A database is a system that persistently stores data in a way that maintains consistency even when multiple applications and users access it simultaneously. The decisive difference from simple file storage lies in “concurrent access handling” and “guaranteed recovery after failures.”
Consider an e-commerce site where inventory shows “1 item left” and two users attempt to purchase simultaneously. A naive implementation that simply writes to files would allow both users to read “in stock” simultaneously and complete their purchases — resulting in overselling. Databases solve this problem through “transactions”: one operation completes before the other is allowed to proceed. This mutual exclusion is one of the core functions of a database.
SQL vs NoSQL: A Fundamental Difference in Design Philosophy
SQL Databases (Relational DB): Designed to “Preserve Integrity”
The design philosophy of SQL databases (RDB: Relational Database) is to guarantee data integrity as the top priority.
Data is managed in “tables” similar to spreadsheets — separate customer, order, and product tables linked through relationships (relations). This allows constraints to be enforced at the database level: “every order must have a customer,” “every invoice must link to an order.”
The governing design standard is “ACID properties”:
- Atomicity: A transaction is either entirely successful or entirely fails. No “debit succeeded, credit failed” scenario in bank transfers.
- Consistency: Data is not contradictory before and after processing.
- Isolation: Concurrent transactions do not interfere with each other.
- Durability: Committed data is not lost after failures.
This strictness is a strength, but it comes at a cost. Guaranteeing ACID properties requires many checks at write time. As data volume grows, load increases on a single server. There is a ceiling to what vertical scaling (upgrading server specs) can handle, and horizontal scaling (adding more servers) is difficult with this architecture.
NoSQL Databases: Designed to “Prioritize Scale”
NoSQL databases emerged in the late 2000s from problems faced by Google and Amazon: “It’s impossible to fit hundreds of millions of users’ data on one server. Let’s sacrifice some consistency in exchange for making distribution across multiple servers easier.”
NoSQL is a category name encompassing multiple types:
| Type | Characteristics | Examples |
|---|---|---|
| Document | Stores flexible data structures in JSON-like format | MongoDB, Firestore |
| Key-Value | Simplest structure mapping keys to values | Redis, DynamoDB |
| Column-Oriented | Strong at aggregation over large datasets | Cassandra, BigQuery |
| Graph | Represents relationships through nodes and edges | Neo4j |
What NoSQL gains by sacrificing some consistency is “Eventual Consistency.” When data is distributed across multiple servers, a short delay before a write to one server is reflected on another is acceptable. The mechanism by which a post you publish on a social network appears in your followers’ feeds a few seconds later is built on this eventual consistency model.
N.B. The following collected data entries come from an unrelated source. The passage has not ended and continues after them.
//! Value extraction from resource JSON.
//!
//! Each extractor walks the rule's path, then converts every leaf it finds
//! into zero or more typed [`IndexValue`]s. Leaves that do not fit the rule's
//! kind are skipped rather than reported: content shape is validated before
//! indexing, and an unexpected element must not fail the write.

use serde_json::Value;
use time::format_description::well_known::Rfc3339;
use time::{Date, Month, OffsetDateTime, PrimitiveDateTime, Time};

use crate::types::{IndexValue, ValueKind};

/// Extract all values for one rule.
pub fn extract(resource: &Value, path: &str, kind: ValueKind) -> Vec<IndexValue> {
    let segments: Vec<&str> = path.split('.').filter(|s| !s.is_empty()).collect();
    if segments.is_empty() {
        return Vec::new();
    }

    let mut leaves = Vec::new();
    navigate_json(resource, &segments, 0, &mut leaves);

    let mut out = Vec::new();
    for leaf in leaves {
        match kind {
            ValueKind::String => extract_strings(leaf, &mut out),
            ValueKind::Token => extract_tokens(leaf, &mut out),
            ValueKind::Date => out.extend(extract_date(leaf)),
            ValueKind::Number => out.extend(leaf.as_f64().map(|value| IndexValue::Number { value })),
            ValueKind::Reference => out.extend(extract_reference(leaf)),
            ValueKind::Quantity => out.extend(extract_quantity(leaf)),
        }
    }
    out
}

// ============================================================================
// JSON Navigation
// ============================================================================

/// Navigate JSON following path segments, collecting leaf values.
///
/// Handles arrays transparently: if a segment points to an array,
/// recurse into each element. Also handles polymorphic fields
/// (e.g., `effective` matches `effectiveDateTime`, `effectivePeriod`).
fn navigate_json<'a>(value: &'a Value, segments: &[&str], depth: usize, results: &mut Vec<&'a Value>) {
    if depth >= segments.len() {
        match value {
            Value::Array(arr) => results.extend(arr.iter().filter(|v| !v.is_null())),
            Value::Null => {}
            _ => results.push(value),
        }
        return;
    }

    let segment = segments[depth];

    match value {
        Value::Object(obj) => {
            if let Some(child) = obj.get(segment) {
                navigate_json(child, segments, depth + 1, results);
            } else {
                for (key, child) in obj {
                    if key.len() > segment.len()
                        && key.starts_with(segment)
                        && key.as_bytes()[segment.len()].is_ascii_uppercase()
                    {
                        navigate_json(child, segments, depth + 1, results);
                    }
                }
            }
        }
        Value::Array(arr) => {
            for item in arr {
                navigate_json(item, segments, depth, results);
            }
        }
        _ => {}
    }
}

// ============================================================================
// Strings
// ============================================================================

fn push_string(s: &str, out: &mut Vec<IndexValue>) {
    if s.is_empty() {
        return;
    }
    out.push(IndexValue::String {
        normalized: normalize_string(s),
        exact: s.to_string(),
    });
}

fn extract_strings(value: &Value, out: &mut Vec<IndexValue>) {
    match value {
        Value::String(s) => push_string(s, out),
        Value::Object(obj) => {
            // HumanName
            if obj.contains_key("family") || obj.contains_key("given") {
                for field in ["family", "text"] {
                    if let Some(s) = obj.get(field).and_then(Value::as_str) {
                        push_string(s, out);
                    }
                }
                for field in ["given", "prefix", "suffix"] {
                    for s in string_array(obj.get(field)) {
                        push_string(s, out);
                    }
                }
                return;
            }
            // Address
            if obj.contains_key("line") || obj.contains_key("city") {
                for s in string_array(obj.get("line")) {
                    push_string(s, out);
                }
                for field in ["city", "district", "state", "postalCode", "country", "text"] {
                    if let Some(s) = obj.get(field).and_then(Value::as_str) {
                        push_string(s, out);
                    }
                }
                return;
            }
            if let Some(s) = obj.get("text").and_then(Value::as_str) {
                push_string(s, out);
            }
        }
        _ => {}
    }
}

fn string_array(value: Option<&Value>) -> impl Iterator<Item = &str> {
    value
        .and_then(Value::as_array)
        .into_iter()
        .flatten()
        .filter_map(Value::as_str)
}

/// Normalize a string for search: lowercase.
pub fn normalize_string(s: &str) -> String {
    s.to_lowercase()
}
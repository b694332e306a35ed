use std::net::SocketAddr;

use axum::{
    Router,
    routing::{get, post},
};
use tokio_util::sync::CancellationToken;
use tower_http::{compression::CompressionLayer, cors::CorsLayer, trace::TraceLayer};

use crate::bootstrap::{Services, build_services};
use crate::config::{AppConfig, SearchSettings};
use crate::{admin, handlers};

/// State shared by every handler.
#[derive(Clone)]
pub struct AppState {
    pub services: Services,
    pub search: SearchSettings,
}

pub fn build_app(cfg: &AppConfig, services: Services) -> Router {
    let body_limit = cfg.server.body_limit_bytes;
    let state = AppState {
        services,
        search: cfg.search.clone(),
    };
    Router::new()
        .route("/", get(handlers::root))
        .route("/healthz", get(handlers::healthz))
        .route(
            "/fhir/{resource_type}",
            get(handlers::search_resource).post(handlers::create_resource),
        )
        .route(
            "/fhir/{resource_type}/{id}",
            get(handlers::read_resource)
                .put(handlers::update_resource)
                .delete(handlers::delete_resource)
                .post(handlers::type_operation),
        )
        .route(
            "/fhir/{resource_type}/{id}/{operation}",
            get(handlers::instance_operation),
        )
        .route(
            "/fhir/{resource_type}/{id}/{operation}/{version_id}",
            get(handlers::read_version),
        )
        .merge(admin::admin_routes())
        .with_state(state)
        .layer(CorsLayer::permissive())
        .layer(CompressionLayer::new())
        .layer(
            TraceLayer::new_for_http()
                .make_span_with(|req: &axum::http::Request<_>| {
                    use tracing::field::Empty;
                    tracing::info_span!(
                        "http.request",
                        http.method = %req.method(),
                        http.target = %req.uri(),
                        tenant = req
                            .headers()
                            .get(handlers::TENANT_HEADER)
                            .and_then(|v| v.to_str().ok())
                            .unwrap_or(""),
                        http.status_code = Empty,
                    )
                })
                .on_response(
                    |res: &axum::http::Response<_>,
                     latency: std::time::Duration,
                     span: &tracing::Span| {
                        span.record(
                            "http.status_code",
                            tracing::field::display(res.status().as_u16()),
                        );
                        tracing::info!(
                            http.status = %res.status().as_u16(),
                            elapsed_ms = %latency.as_millis(),
                            "request handled"
                        );
                    },
                ),
        )
        .layer(axum::extract::DefaultBodyLimit::max(body_limit))
}

pub struct MedrepoServer {
    addr: SocketAddr,
    app: Router,
    services: Services,
}

pub struct ServerBuilder {
    addr: SocketAddr,
    config: AppConfig,
}

impl Default for ServerBuilder {
    fn default() -> Self {
        Self::new()
    }
}

impl ServerBuilder {
    pub fn new() -> Self {
        let cfg = AppConfig::default();
        Self {
            addr: cfg.addr(),
            config: cfg,
        }
    }

    pub fn with_addr(mut self, addr: SocketAddr) -> Self {
        self.addr = addr;
        self
    }

    pub fn with_config(mut self, cfg: AppConfig) -> Self {
        self.addr = cfg.addr();
        self.config = cfg;
        self
    }

    /// Opens storage, activates shards and starts the dispatcher.
    pub async fn build(self) -> anyhow::Result<MedrepoServer> {
        let services = build_services(&self.config, CancellationToken::new()).await?;
        let app = build_app(&self.config, services.clone());
        Ok(MedrepoServer {
            addr: self.addr,
            app,
            services,
        })
    }
}

impl MedrepoServer {
    pub fn services(&self) -> &Services {
        &self.services
    }

    pub async fn run(self) -> anyhow::Result<()> {
        let listener = tokio::net::TcpListener::bind(self.addr).await?;
        tracing::info!("listening on {}", self.addr);
        let services = self.services.clone();
        axum::serve(listener, self.app)
            .with_graceful_shutdown(shutdown_signal(services))
            .await?;
        Ok(())
    }
}

/// Waits for Ctrl+C, then stops migrations between steps and closes every
/// subscription session so their sockets drain.
async fn shutdown_signal(services: Services) {
    let _ = tokio::signal::ctrl_c().await;
    tracing::info!("shutdown signal received");
    services.shutdown.cancel();
    services.dispatcher.shutdown();
}
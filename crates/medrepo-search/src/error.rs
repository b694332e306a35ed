//! Search query errors.

use thiserror::Error;

#[derive(Debug, Error)]
pub enum SearchError {
    #[error("Unknown resource type: {0}")]
    UnknownResourceType(String),

    #[error("Unknown search parameter '{param}' for {resource_type}")]
    UnknownParameter { resource_type: String, param: String },

    #[error("Unsupported modifier ':{modifier}' on '{param}'")]
    UnsupportedModifier { param: String, modifier: String },

    #[error("Invalid value '{value}' for '{param}'")]
    InvalidValue { param: String, value: String },
}

impl SearchError {
    pub fn invalid_value(param: impl Into<String>, value: impl Into<String>) -> Self {
        Self::InvalidValue {
            param: param.into(),
            value: value.into(),
        }
    }
}
//! Subscription dispatcher.
//!
//! ```text
//!   repository ──publish──▶ DispatcherSink ──unbounded──▶ run() event loop
//!                                                            │ match
//!                                                            ▼
//!                                     DeliveryQueue::enqueue(delivery, session)
//!                                                            │ FIFO
//!                                                            ▼
//!                                       session task ──▶ SessionTransport
//! ```
//!
//! Events are fanned out in the order they were committed. Each session has
//! a single worker, so a session observes a lineage's versions in order.

use std::collections::HashSet;
use std::sync::Arc;

use dashmap::DashMap;
use medrepo_core::{ChangeEvent, ChangeEventSink, ChangeKind, EventError, TenantContext};
use medrepo_search::{SearchIndexer, SearchQuery};
use medrepo_storage::ResourceRepository;
use parking_lot::{Mutex, RwLock};
use time::OffsetDateTime;
use tokio::sync::mpsc;
use tokio::time::Instant;
use tokio_util::sync::CancellationToken;
use tracing::{debug, info, instrument, warn};
use uuid::Uuid;

use crate::bundle;
use crate::config::DispatcherConfig;
use crate::error::{DispatchError, DispatchResult};
use crate::queue::{DeliveryQueue, InProcessQueue};
use crate::registry::SubscriptionRegistry;
use crate::session::{self, CloseReason, SessionHandle, SessionInfo, SessionState, SessionTable};
use crate::status::SubscriptionStatusWriter;
use crate::token::BindingToken;
use crate::transport::SessionTransport;
use crate::types::{ActiveSubscription, Delivery, OutboundMessage};

/// Resource types never fanned out to subscribers.
const SKIPPED_TYPES: &[&str] = &["Subscription", "AuditEvent"];

/// Result of a successful attach.
#[derive(Debug, Clone)]
pub struct Attached {
    pub session_id: String,
    pub token: BindingToken,
}

struct Inner {
    config: DispatcherConfig,
    registry: SubscriptionRegistry,
    sessions: Arc<SessionTable>,
    /// Current token value to session id
    tokens: DashMap<String, String>,
    /// Tokens that expired, with the time they did
    expired: DashMap<String, Instant>,
    queue: Arc<dyn DeliveryQueue>,
    status_writer: RwLock<Option<Arc<dyn SubscriptionStatusWriter>>>,
    indexer: SearchIndexer,
    events_tx: mpsc::UnboundedSender<ChangeEvent>,
    events_rx: Mutex<Option<mpsc::UnboundedReceiver<ChangeEvent>>>,
    cancel: CancellationToken,
}

/// Matches committed changes against active subscriptions and delivers
/// notifications to attached sessions.
///
/// Cheap to clone; clones share state.
#[derive(Clone)]
pub struct SubscriptionDispatcher {
    inner: Arc<Inner>,
}
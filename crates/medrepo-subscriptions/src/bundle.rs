//! Notification bundles sent over a session.

use medrepo_core::ChangeKind;
use serde_json::{Value, json};
use time::OffsetDateTime;

use crate::types::{ActiveSubscription, Delivery, rfc3339};

fn status_entry(subscription: &ActiveSubscription, kind: &str, events: u64) -> Value {
    json!({
        "resourceType": "SubscriptionStatus",
        "status": "active",
        "type": kind,
        "subscription": {"reference": subscription.reference()},
        "eventsSinceSubscriptionStart": events.to_string(),
    })
}

/// Bundle announcing that a session is bound to its subscription.
pub fn handshake(subscription: &ActiveSubscription) -> Value {
    json!({
        "resourceType": "Bundle",
        "type": "subscription-notification",
        "timestamp": rfc3339(OffsetDateTime::now_utc()),
        "entry": [{
            "resource": status_entry(subscription, "handshake", subscription.events_since_start()),
        }]
    })
}

/// Bundle carrying one change event.
///
/// The first entry is the status with the event's number and focus; the
/// second the resource itself. Deletes carry the last live content and a
/// `DELETE` request so clients can tell them apart.
pub fn notification(subscription: &ActiveSubscription, delivery: &Delivery) -> Value {
    let event = &delivery.event;
    let focus = format!(
        "{}/{}/_history/{}",
        event.resource_type, event.resource_id, event.version_id
    );

    let mut status = status_entry(subscription, "event-notification", delivery.event_number);
    status["notificationEvent"] = json!([{
        "eventNumber": delivery.event_number.to_string(),
        "timestamp": rfc3339(event.timestamp),
        "focus": {"reference": focus},
    }]);

    let mut entry = json!({
        "fullUrl": format!("{}/{}", event.resource_type, event.resource_id),
        "resource": event.resource.clone().unwrap_or(Value::Null),
    });
    if event.change_kind == ChangeKind::Deleted {
        entry["request"] = json!({"method": "DELETE", "url": focus});
    }

    json!({
        "resourceType": "Bundle",
        "type": "subscription-notification",
        "timestamp": rfc3339(OffsetDateTime::now_utc()),
        "entry": [{"resource": status}, entry],
    })
}
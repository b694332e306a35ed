//! Search index rows.

use medrepo_search::{IndexValue, SearchIndexRow};
use serde_json::Value;
use sqlx_core::executor::Executor;
use sqlx_core::query::query;
use sqlx_core::query_as::query_as;
use sqlx_postgres::{PgConnection, Postgres};

use super::{from_version_id, to_version_id};
use crate::error::{PostgresError, Result};

/// `(resource_type, resource_id, version_id, param, value)`
type IndexRow = (String, String, i64, String, Value);

/// Replaces every index row of a lineage. Empty `rows` removes them all.
pub async fn replace_index_rows(
    conn: &mut PgConnection,
    resource_type: &str,
    id: &str,
    rows: &[SearchIndexRow],
) -> Result<()> {
    query("DELETE FROM search_index WHERE resource_type = $1 AND resource_id = $2")
        .bind(resource_type)
        .bind(id)
        .execute(&mut *conn)
        .await?;

    for (ordinal, row) in rows.iter().enumerate() {
        let value = serde_json::to_value(&row.value)
            .map_err(|e| PostgresError::corrupt(format!("index value: {e}")))?;
        query(
            "INSERT INTO search_index \
             (resource_type, resource_id, version_id, ordinal, param, kind, value) \
             VALUES ($1, $2, $3, $4, $5, $6, $7)",
        )
        .bind(&row.resource_type)
        .bind(&row.resource_id)
        .bind(from_version_id(row.version_id)?)
        .bind(i32::try_from(ordinal).unwrap_or(i32::MAX))
        .bind(&row.param)
        .bind(row.value.kind().as_str())
        .bind(value)
        .execute(&mut *conn)
        .await?;
    }
    Ok(())
}

/// Index rows of one lineage, in extraction order.
pub async fn index_rows<'e, E>(
    executor: E,
    resource_type: &str,
    id: &str,
) -> Result<Vec<SearchIndexRow>>
where
    E: Executor<'e, Database = Postgres>,
{
    let rows: Vec<IndexRow> = query_as(
        "SELECT resource_type, resource_id, version_id, param, value FROM search_index \
         WHERE resource_type = $1 AND resource_id = $2 \
         ORDER BY ordinal",
    )
    .bind(resource_type)
    .bind(id)
    .fetch_all(executor)
    .await?;
    rows.into_iter().map(into_index_row).collect()
}

pub(crate) fn into_index_row(row: IndexRow) -> Result<SearchIndexRow> {
    let (resource_type, resource_id, version_id, param, value) = row;
    let value: IndexValue = serde_json::from_value(value)
        .map_err(|e| PostgresError::corrupt(format!("index value for {param}: {e}")))?;
    Ok(SearchIndexRow {
        resource_type,
        resource_id,
        version_id: to_version_id(version_id)?,
        param,
        value,
    })
}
Key Database Characteristics: A Deep Dive for Investment and Business Decisions
PostgreSQL and MySQL: The Twin Pillars of Open-Source RDB
PostgreSQL is the most feature-rich open-source RDB. Its strengths include JSON type handling, full-text search, geospatial data (PostGIS extension), and capacity for complex queries. It is widely used in financial systems, SaaS, and data analytics platforms. It requires no commercial license and is available as a managed service from major cloud providers (AWS RDS, GCP Cloud SQL, Azure Flexible Server).
MySQL has long been the standard for web startups. Compared to PostgreSQL, it has a narrower feature set, but is correspondingly simpler with easier initial configuration. Many CMSes including WordPress are built on MySQL, and knowledge is broadly distributed across the web engineer talent pool.
Due diligence note: Which of PostgreSQL or MySQL is chosen matters less than “whether migration management exists” and “whether index design is appropriate.” Careless implementations through ORMs (Object-Relational Mapping) create serious performance problems as data volume grows.
MongoDB: The Synonymous Name for Document-Oriented DB
MongoDB stores data in “documents” — units in a format close to JSON. The biggest difference from RDB is that it is schema-less (no need to define table structure in advance). Being able to change data structure with each spec change makes it valuable during the hypothesis validation phase before product-market fit.
However, schema-less is a double-edged sword. The freedom of “anything goes” easily leads to data quality degradation — situations where the same field contains a string in one document and a number in another make data analysis difficult. When evaluating the data foundation of startups that have used MongoDB for a long time, it is not uncommon to find “a chaotic state with no schema design.”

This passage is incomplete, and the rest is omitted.